17. In P.N. Krishna Lal v. Govt., of Kerala, 1995 Supp.(2) S.C.C. 187, the above referred observation has been once again reiterated. Their Lordships have observed,

“8. ….. The legislature derives its power under Article 246 and other
related articles in the Constitution. The language of an entry should be given the widest meaning fairly capable to meet the need of the Government envisaged by the Constitution. Each general word should extend to all ancillary or subsidiary matters which can fairly and reasonably be comprehended within it. When the vires of an enactment is impugned, there is an initial presumption of its constitutionality. If there exists any difficulty in ascertaining the limits of the legislative power, it must be resolved, as far as possible, in favour of the legislature, putting the most liberal construction on the legislative entry so that it is intra vires. Narrow interpretation should be avoided and the construction to be adopted must be benefitical and cover the amplitude of the power. The broad liberal spirit should inspire those whose duty it is to interpret the Constitution to find out whether the impugned Act is relatable to one or the other entry in the relevant list. The allocation of the subjects of the entries in the respective lists is logical definitions but it is a mere enumeration of broad and comprehensive categories. The power to legislate on a particular topic includes the power to legislate on subjects which are ancillary to or incidental thereto or for purposes necessary to give full effect of the power conferred by the entry.

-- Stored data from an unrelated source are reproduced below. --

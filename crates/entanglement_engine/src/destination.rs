//! Peers and their per-connection bookkeeping.

use crate::connection::Connection;
use crate::object::SyncObject;
use entanglement_protocol::DestHash;
use std::collections::HashSet;
use std::fmt;
use std::path::PathBuf;
use std::sync::Arc;
use tokio::task::JoinHandle;
use tokio::time::Instant;
use uuid::Uuid;

/// Where a destination can be dialed.
#[derive(Debug, Clone, PartialEq, Eq)]
pub enum Endpoint {
    /// TCP host and port.
    Tcp {
        /// Host name or address.
        host: String,
        /// Port.
        port: u16,
    },
    /// Unix domain socket path.
    Unix(PathBuf),
    /// Name of a listener on an in-process [`MemoryNetwork`](crate::MemoryNetwork).
    Memory(String),
}

type SendFilter = Arc<dyn Fn(&SyncObject) -> bool + Send + Sync>;

/// A peer identity and how to reach it.
#[derive(Clone)]
pub struct Destination {
    /// Peer identity.
    pub dest_hash: DestHash,
    /// Display name used in logs.
    pub name: String,
    /// Dial coordinates; without one the peer must connect to us.
    pub endpoint: Option<Endpoint>,
    /// Bandwidth cap overriding the manager default.
    pub bw_per_sec: Option<u64>,
    send_filter: Option<SendFilter>,
}

impl Destination {
    /// Creates a destination that can only be reached by incoming connections.
    pub fn new(dest_hash: DestHash, name: impl Into<String>) -> Self {
        Self {
            dest_hash,
            name: name.into(),
            endpoint: None,
            bw_per_sec: None,
            send_filter: None,
        }
    }

    /// Sets the dial coordinates.
    pub fn with_endpoint(mut self, endpoint: Endpoint) -> Self {
        self.endpoint = Some(endpoint);
        self
    }

    /// Caps outgoing bandwidth for this peer.
    pub fn with_bandwidth(mut self, chars_per_sec: u64) -> Self {
        self.bw_per_sec = Some(chars_per_sec);
        self
    }

    /// Restricts which objects are sent to this peer.
    pub fn with_send_filter(mut self, filter: impl Fn(&SyncObject) -> bool + Send + Sync + 'static) -> Self {
        self.send_filter = Some(Arc::new(filter));
        self
    }

    /// True if we may dial this destination.
    pub fn can_connect(&self) -> bool {
        self.endpoint.is_some()
    }

    /// Applies the destination's own send filter.
    pub fn should_send(&self, obj: &SyncObject) -> bool {
        self.send_filter.as_ref().map_or(true, |filter| filter(obj))
    }
}

impl fmt::Debug for Destination {
    fn fmt(&self, f: &mut fmt::Formatter<'_>) -> fmt::Result {
        f.debug_struct("Destination")
            .field("dest_hash", &self.dest_hash)
            .field("name", &self.name)
            .field("endpoint", &self.endpoint)
            .field("bw_per_sec", &self.bw_per_sec)
            .field("send_filter", &self.send_filter.is_some())
            .finish()
    }
}

impl fmt::Display for Destination {
    fn fmt(&self, f: &mut fmt::Formatter<'_>) -> fmt::Result {
        write!(f, "<Destination {}>", self.name)
    }
}

/// Runtime state the manager keeps per destination.
#[derive(Default)]
pub(crate) struct DestinationState {
    /// Active connection, once the transport is up.
    pub connection: Option<Arc<Connection>>,
    /// Outgoing connect loop, if running.
    pub connect_task: Option<JoinHandle<()>>,
    /// An outgoing dial is in progress.
    pub connecting: bool,
    /// Consecutive failed connection attempts.
    pub attempt: u32,
    /// Earliest time of the next dial.
    pub connect_at: Option<Instant>,
    /// Owner ids the peer announced in its last MyOwners.
    pub peer_owners: Vec<Uuid>,
    /// Owners the peer has sent an IHave for on this connection.
    pub received_i_have: HashSet<Uuid>,
    /// Owners whose YouHave is due to this peer.
    pub send_you_have: Vec<Uuid>,
    /// A YouHave batch is scheduled.
    pub you_have_task: bool,
    /// First owner we announced to the peer; unowned objects belong to it.
    pub first_local_owner: Option<Uuid>,
}

impl DestinationState {
    /// Forgets everything tied to the previous connection.
    pub fn reset_connection(&mut self) {
        self.connection = None;
        self.peer_owners.clear();
        self.received_i_have.clear();
        self.send_you_have.clear();
        self.you_have_task = false;
        self.first_local_owner = None;
    }

    /// Queues a YouHave for `owner`; returns true if a batch must be scheduled.
    pub fn queue_you_have(&mut self, owner: Uuid) -> bool {
        if !self.send_you_have.contains(&owner) {
            self.send_you_have.push(owner);
        }
        if self.you_have_task {
            false
        } else {
            self.you_have_task = true;
            true
        }
    }
}

#[cfg(test)]
mod tests {
    use super::*;
    use crate::object::PrimaryKey;
    use serde_json::Map;

    #[test]
    fn destination_builder() {
        let dest = Destination::new(DestHash::from_string("peer"), "peer")
            .with_endpoint(Endpoint::Tcp {
                host: "localhost".into(),
                port: 9120,
            })
            .with_bandwidth(5000);
        assert!(dest.can_connect());
        assert_eq!(dest.bw_per_sec, Some(5000));
        assert_eq!(dest.to_string(), "<Destination peer>");

        let passive = Destination::new(DestHash::from_string("client"), "client");
        assert!(!passive.can_connect());
    }

    #[test]
    fn send_filter_applies() {
        let dest = Destination::new(DestHash::from_string("peer"), "peer")
            .with_send_filter(|obj| obj.sync_type() != "Secret");
        let public = SyncObject::new("Widget", PrimaryKey::unique(), Map::new());
        let secret = SyncObject::new("Secret", PrimaryKey::unique(), Map::new());
        assert!(dest.should_send(&public));
        assert!(!dest.should_send(&secret));
    }

    #[test]
    fn you_have_batches_coalesce() {
        let mut state = DestinationState::default();
        let owner = Uuid::new_v4();
        assert!(state.queue_you_have(owner));
        assert!(!state.queue_you_have(owner));
        assert!(!state.queue_you_have(Uuid::new_v4()));
        assert_eq!(state.send_you_have.len(), 2);

        state.reset_connection();
        assert!(state.send_you_have.is_empty());
        assert!(!state.you_have_task);
    }
}
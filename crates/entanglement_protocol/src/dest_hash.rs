//! Peer identities.

use crate::error::{ProtocolError, ProtocolResult};
use serde::{Deserialize, Deserializer, Serialize, Serializer};
use sha2::{Digest, Sha256};
use std::fmt;
use std::str::FromStr;

const NI_SCHEME: &str = "ni://";
const NI_ALGORITHM: &str = "/sha-256;";

/// A 32-byte SHA-256 identity of a destination.
///
/// Rendered as an RFC 6920 URI, `ni:///sha-256;<url-safe base64>`.
/// Ordering is bytewise and decides which side yields when two
/// endpoints dial each other at the same time.
#[derive(Clone, Copy, PartialEq, Eq, Hash, PartialOrd, Ord)]
pub struct DestHash([u8; 32]);

impl DestHash {
    /// Length of the hash in bytes.
    pub const LEN: usize = 32;

    /// Wraps raw hash bytes.
    pub fn from_bytes(bytes: [u8; 32]) -> Self {
        Self(bytes)
    }

    /// Wraps a slice that must be exactly 32 bytes.
    pub fn from_slice(bytes: &[u8]) -> ProtocolResult<Self> {
        let bytes: [u8; 32] = bytes.try_into().map_err(|_| {
            ProtocolError::InvalidDestHash(format!("expected 32 bytes, got {}", bytes.len()))
        })?;
        Ok(Self(bytes))
    }

    /// Returns the raw bytes.
    pub fn as_bytes(&self) -> &[u8; 32] {
        &self.0
    }

    /// Hashes an arbitrary UTF-8 string.
    pub fn from_string(s: &str) -> Self {
        Self(Sha256::digest(s.as_bytes()).into())
    }

    /// Hashes a DER-encoded X.509 certificate.
    pub fn from_certificate_der(der: &[u8]) -> Self {
        Self(Sha256::digest(der).into())
    }

    /// Derives an identity from Unix socket peer credentials.
    ///
    /// Colons in the path are replaced so the encoding stays prefix free.
    pub fn from_unix_dest_info(path: &str, pid: u32, uid: u32, gid: u32) -> Self {
        let path = path.replace(':', "_");
        Self::from_string(&format!("{path}:{pid}:{uid}:{gid}"))
    }
}

impl fmt::Display for DestHash {
    fn fmt(&self, f: &mut fmt::Formatter<'_>) -> fmt::Result {
        write!(
            f,
            "{NI_SCHEME}{NI_ALGORITHM}{}",
            base64::encode_config(self.0, base64::URL_SAFE)
        )
    }
}

impl fmt::Debug for DestHash {
    fn fmt(&self, f: &mut fmt::Formatter<'_>) -> fmt::Result {
        write!(f, "DestHash({self})")
    }
}

impl FromStr for DestHash {
    type Err = ProtocolError;

    /// Accepts the full `ni://` URI or the bare base64 text.
    fn from_str(s: &str) -> Result<Self, Self::Err> {
        let encoded = match s.strip_prefix(NI_SCHEME) {
            Some(rest) => {
                let start = rest
                    .find(NI_ALGORITHM)
                    .ok_or_else(|| ProtocolError::InvalidDestHash(s.to_string()))?;
                let authority = &rest[..start];
                if authority.contains('/') {
                    return Err(ProtocolError::InvalidDestHash(s.to_string()));
                }
                &rest[start + NI_ALGORITHM.len()..]
            }
            None => s,
        };
        let bytes = base64::decode_config(encoded, base64::URL_SAFE)
            .map_err(|e| ProtocolError::InvalidDestHash(format!("{s}: {e}")))?;
        Self::from_slice(&bytes)
    }
}

impl Serialize for DestHash {
    fn serialize<S: Serializer>(&self, serializer: S) -> Result<S::Ok, S::Error> {
        serializer.collect_str(self)
    }
}

impl<'de> Deserialize<'de> for DestHash {
    fn deserialize<D: Deserializer<'de>>(deserializer: D) -> Result<Self, D::Error> {
        let s = String::deserialize(deserializer)?;
        s.parse().map_err(serde::de::Error::custom)
    }
}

9. In determining whether the impugned Act is a law with respect to a given power the court has to consider whether the Act, in its pith and substance, is a law on the subject in question. If the statute relates in pith and substance to a topic assigned to a particular legislature, the Act will not be invalidated even if it incidentally trenches on topics coming within another legislative list. The fact of incidental encroachment does not affect the vires of the law even as regards the area of encroachment. The Court has to ascertain the true nature and character of the subject of the Act or its pith and substance to find whether the

impugned Act falls within the competence of the particular legislature. Blind adherence to strict interpretation which would lead to invalidation of statutes as being legislated in the forbidden sphere should be avoided, lest all beneficial legislations would be stifled at birth and many a subject entrusted to the State legislature rendered ineffectual divesting the State legislature of its power to deal with particular subject of entry or topic.”

………

13. It is not the requirement of law under Article 254 that the State Government should seek assent of the President in respect of each and every specified provisions of the Central Act or Acts in respect of which there would be inconsistency or repugnancy in the operation of the Central provisions and the State enactment. It is enough that once the assent of the President is sought and given to the State amendment, though to some extent inconsistency or repugnancy exists between any provision, part or parts of any Act or Acts of any Central statutes, the repugnancy or inconsistency ceases to operate in relation to the State in which the assented State enactment operates.”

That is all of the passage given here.